== Provided records ==

//! Track of location segments

mod segment;

use thiserror::Error;
use time::OffsetDateTime;

pub use segment::{RawSegment, Segment, Waypoint};

/// Structurally invalid input given to [`Track::build`]
#[derive(Clone, Debug, PartialEq, Error)]
pub enum MalformedTrackError {
    #[error("segment {index} has no points")]
    EmptySegment { index: usize },
    #[error("segment {index} ends ({end}) before it starts ({start})")]
    EndBeforeStart {
        index: usize,
        start: OffsetDateTime,
        end: OffsetDateTime,
    },
    #[error("segment {index} has an invalid coordinate ({lat}, {lng})")]
    InvalidCoordinate { index: usize, lat: f64, lng: f64 },
}

/// Ordered, read only, collection of segments
///
/// The order is the one of the source data and is not sorted by time.
#[derive(Clone, Debug, Default, PartialEq)]
pub struct Track {
    segments: Vec<Segment>,
}

impl Track {
    /// Validate the decoded segments and build the track
    pub fn build(raw: Vec<RawSegment>) -> Result<Self, MalformedTrackError> {
        let mut segments = Vec::with_capacity(raw.len());

        for (index, rseg) in raw.into_iter().enumerate() {
            if rseg.points.is_empty() {
                return Err(MalformedTrackError::EmptySegment { index });
            }

            if rseg.end < rseg.start {
                return Err(MalformedTrackError::EndBeforeStart {
                    index,
                    start: rseg.start,
                    end: rseg.end,
                });
            }

            if let Some(wp) = rseg.points.iter().find(|wp| !wp.is_valid()) {
                return Err(MalformedTrackError::InvalidCoordinate {
                    index,
                    lat: wp.lat,
                    lng: wp.lng,
                });
            }

            segments.push(Segment {
                start: rseg.start,
                end: rseg.end,
                points: rseg.points,
                label: rseg.name,
            });
        }

        log::debug!("Track built with {} segments", segments.len());

        Ok(Self { segments })
    }

    pub fn segments(&self) -> impl Iterator<Item = &Segment> {
        self.segments.iter()
    }

    pub fn len(&self) -> usize {
        self.segments.len()
    }

    pub fn is_empty(&self) -> bool {
        self.segments.is_empty()
    }

    /// Earliest start and latest end of all segments
    pub fn time_range(&self) -> Option<(OffsetDateTime, OffsetDateTime)> {
        let start = self.segments.iter().map(|s| s.start).min()?;
        let end = self.segments.iter().map(|s| s.end).max()?;

        Some((start, end))
    }
}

===

• Instructions for the task
Show the lines of the data that hold the word "rseg".

• Response for this exercise
        for (index, rseg) in raw.into_iter().enumerate() {
            if rseg.points.is_empty() {
            if rseg.end < rseg.start {
                    start: rseg.start,
                    end: rseg.end,
            if let Some(wp) = rseg.points.iter().find(|wp| !wp.is_valid()) {
                start: rseg.start,
                end: rseg.end,
                points: rseg.points,
                label: rseg.name,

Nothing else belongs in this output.